For example, referring to FIG. 4, there is shown a circle and ring set, wherein a user's profile is visually represented by a core circle surrounded by three rings of varying size and position. The core circle is Low Sugar, which represents a user's core preference and/or need for a low sugar diet. The first ring is Added Protein, the innermost position of which indicates high importance, and the small size of which indicates high current compliance by the user with this preference/need. The second ring is Vegetarian, the middle position of which indicates middle importance, and the larger size of which indicates lower current compliance by the user with this preference/need. The third ring is Dairy Free, the outermost position of which indicates lower importance, and the middle size of which indicates a middle amount of current compliance by the user with this preference/need. Furthermore, the second ring is closer to the third ring and farther from the first ring resulting in a visual representation of two groups: Low Sugar with Added Protein, and Vegetarian with Dairy Free. This grouping of the circle and rings visually represents the user's need for low sugar and added protein with the user's preference for Vegetarian and Dairy Free.
Alternatively, referring to FIG. 5, there is shown a ring set, wherein a user's profile is visually represented by three rings of fixed size and position, but varying segments. The outer ring is the user's current state. The middle ring is the user's goals. The inner ring is the system's recommendations for the user. Each ring is divided into segments or cells representing particular nutrition properties, The intensity of color in each cell represents the particular nutrition score in relation to the user's preferences' and/or needs.
Referring to FIG. 6, there is shown another alternative visual representation of the system's dynamic, contextual knowledge of the user in the form of a rectangular array of circles. The array and/or circles can be varied based on the user's preferences and needs by, e.g., the total number of circles in the array, the number of circles in each row or column, as well as the Is position, size, color, and/or segmentation or visual, audio, or other representation of each circle or array of circles (or other indicia) represents the unit identity of each member/user as a sort of “DNA-label” that is different from any other member/user, and may change with time depending upon the earlier noted inputs and profiling details created in the managing database.

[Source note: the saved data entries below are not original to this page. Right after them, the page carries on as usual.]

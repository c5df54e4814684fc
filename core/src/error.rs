//! Error types for the rental API client.
//!
//! # Design
//! Every non-2xx response lands in `Http` with the raw status code and body
//! text; callers that care about "does not exist" ask `is_not_found()`.
//! A body that claims to be JSON but does not parse is not an error at all
//! (the parser yields "no value"), so `Deserialization` is reserved for well-formed
//! JSON whose shape does not match the requested model.
//!
//! Validation failures are raised before any request is built and carry
//! every failing field.
//!
//! `ApiError` is `Clone` so the query cache can keep the last failure of a
//! key in its error state while also returning it to the caller.

use thiserror::Error;

use crate::validation::ValidationErrors;

/// Errors returned by the client, transport and query layers.
#[derive(Debug, Clone, PartialEq, Error)]
pub enum ApiError {
    /// The server answered with a non-2xx status.
    #[error("HTTP error! status: {status}, message: {body}")]
    Http { status: u16, body: String },

    /// The request never produced a response (DNS, connect, I/O).
    #[error("transport failed: {0}")]
    Transport(String),

    /// The request payload could not be serialized to JSON.
    #[error("serialization failed: {0}")]
    Serialization(String),

    /// Well-formed JSON that does not match the expected model.
    #[error("deserialization failed: {0}")]
    Deserialization(String),

    /// Invalid client configuration.
    #[error("invalid configuration: {0}")]
    Config(String),

    /// Local form validation rejected the input; nothing was sent.
    #[error("validation failed: {0}")]
    Validation(ValidationErrors),

    /// A downloaded document could not be written to disk.
    #[error("failed to save document: {0}")]
    Io(String),
}

impl From<ValidationErrors> for ApiError {
    fn from(errors: ValidationErrors) -> Self {
        ApiError::Validation(errors)
    }
}

impl ApiError {
    /// Status code of an `Http` error.
    pub fn status(&self) -> Option<u16> {
        match self {
            ApiError::Http { status, .. } => Some(*status),
            _ => None,
        }
    }

    pub fn is_not_found(&self) -> bool {
        self.status() == Some(404)
    }
}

In a preferred embodiment, the user's preferences and needs (the so-called DNA-label) are shown in the array as a vertical arrangement of horizontal rows, i.e., the top several horizontal rows are indicative of the user's current state, the middle several rows are indicative of the user's goals, and the bottom several rows are indicative of the system's recommendations for the user. Whether a particular circle in a given row is visible or not, and the color of each visible circle, are based on the user's unique preferences and/or needs in light of the information provided to the system by the user.
1f. Example Registration and Profiling
Upon accessing the system of the present invention for the first time, a new user must create a unique username and password. The system then requests demographic information from the user to begin creating the user's profile. Accordingly, the system inquires about the user's age, how many meals the user eats per day, whether the user's work is physically demanding, how many hours does the user exercise per week, what methods of exercise does the user prefer, whether the user suffers from a medical condition or has any allergies, as well as whether the user follows a particular diet.
After the demographic information, which is also referred to herein as the user's current state, the system then requests goal-oriented information. The system asks the user to describe what the user wants to accomplish in his or her diet, including nutrition goals and deadlines (e.g., how many days to loss a certain amount of weight).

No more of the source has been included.